All credit cards need a personal guarantor of some sort.  That’s the person they go after and bug if something goes wrong.

With a personal credit card, the line of credit will show up on that personal guarantor’s credit report.  Maxing out the credit lines, or missing a payment, will report to the 3 bureaus (at least of them) and your FICO on that bureau will drop.  Paying off the cards and having excellent payment history will raise your FICO.

Most business credit cards will not report or affect personal credit at all (except the inquiries), as long as the trade lines are in good standing.  The banks will not report payment history or balances to the personal guarantor’s credit reports, as long as the accounts are in good standing.  Business credit cards will build business credit.

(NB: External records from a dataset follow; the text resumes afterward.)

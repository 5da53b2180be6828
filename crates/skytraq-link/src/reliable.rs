//! Acknowledged delivery.
//!
//! The receiver answers every command with an ACK or NACK whose first payload
//! byte names the command. It keeps streaming telemetry meanwhile, and may
//! still be answering earlier commands, so unrelated frames are expected while
//! waiting and only count against a small budget.

use skytraq_frame::{Frame, MessageId};
use skytraq_transport::Transport;
use tracing::{debug, error, warn};

use crate::error::{LinkError, Result};
use crate::link::Link;

impl<T: Transport> Link<T> {
    /// Write a frame and wait until the receiver acknowledges it.
    ///
    /// A NACK, a read failure, or too many irrelevant frames fails the
    /// attempt and the frame is written again, up to
    /// [`crate::LinkConfig::max_attempts`] writes in total. A failed write is
    /// returned immediately without retrying.
    pub fn send(&mut self, frame: &Frame) -> Result<()> {
        let attempts = self.config.attempts();
        let mut attempt = 0;

        loop {
            attempt += 1;
            if let Err(err) = self.send_unconfirmed(frame) {
                error!(error = %err, "write failed");
                return Err(err);
            }

            match self.await_ack(frame.id) {
                Ok(()) => {
                    if attempt > 1 {
                        warn!(
                            retry_count = attempt - 1,
                            "write frame successful after retry"
                        );
                    }
                    return Ok(());
                }
                Err(err) if attempt >= attempts => {
                    return Err(LinkError::ExceededRetries {
                        attempts,
                        source: Box::new(err),
                    });
                }
                Err(err) => {
                    error!(error = %err, attempt, "retrying message {}", frame.id);
                }
            }
        }
    }

    /// Read until an ACK or NACK for `id` arrives.
    ///
    /// ACK/NACK frames for other ids and every other message kind are
    /// irrelevant; once more than
    /// [`crate::LinkConfig::max_irrelevant_frames`] of them have been seen
    /// the wait fails. The frame that crosses the limit is dropped.
    pub fn await_ack(&mut self, id: MessageId) -> Result<()> {
        let limit = self.config.max_irrelevant_frames;
        let mut irrelevant = 0usize;

        loop {
            let frame = self.read_frame()?;
            let target = frame.ack_target();
            if !frame.id.is_acknowledgement() {
                warn!(message_id = %frame.id, "ignoring non-ACK/NACK frame");
            } else if target != Some(id) {
                warn!(
                    kind = frame.id.name(),
                    message_id = ?target,
                    irrelevant_frame_count = irrelevant,
                    "unexpected acknowledgement"
                );
            } else if frame.id == MessageId::ACK {
                debug!(message_id = %id, "received expected ACK");
                return Ok(());
            } else {
                return Err(LinkError::Nack {
                    acked: id,
                    sent: id,
                });
            }

            irrelevant += 1;
            if irrelevant > limit {
                return Err(LinkError::TooManyIrrelevant {
                    id,
                    count: irrelevant,
                });
            }
        }
    }
}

Your FICO is not a certificate on the wall – it’s a tool to use.  Use it responsibly, but use it!

2. Existing Business

For business credit cards, the business applying should either be a startup, or a business without bad payment histories with creditors, since many banks may in fact run business credit.

3. Terms for 0 APR

Business credit cards have 0 APR from 6-12 months.  However, after good payment history and other metrics the banks look for, they will offer 18-month 0 APR deals and increase credit lines.

Personal credit cards 0 APR offers are anywhere from 12-24 months (with much higher limits).

However, those looking for “as much as possible,” like my client who needed $75,000 using her fiance’s 740 FICO, to replace 3 daily cash advances payments, the only way to guarantee getting her that amount was to get him personal credit cards.

4. Limits

Business cards will initially always come with lower limits, which may increase over time, and they’re meant to be used to about 90% usage initially.  Personal cards will come with higher limits, but maxing them out immediately can come to the possibility that a bank may cancel their card for future purchases (although they’ll still have the 0 APR offer).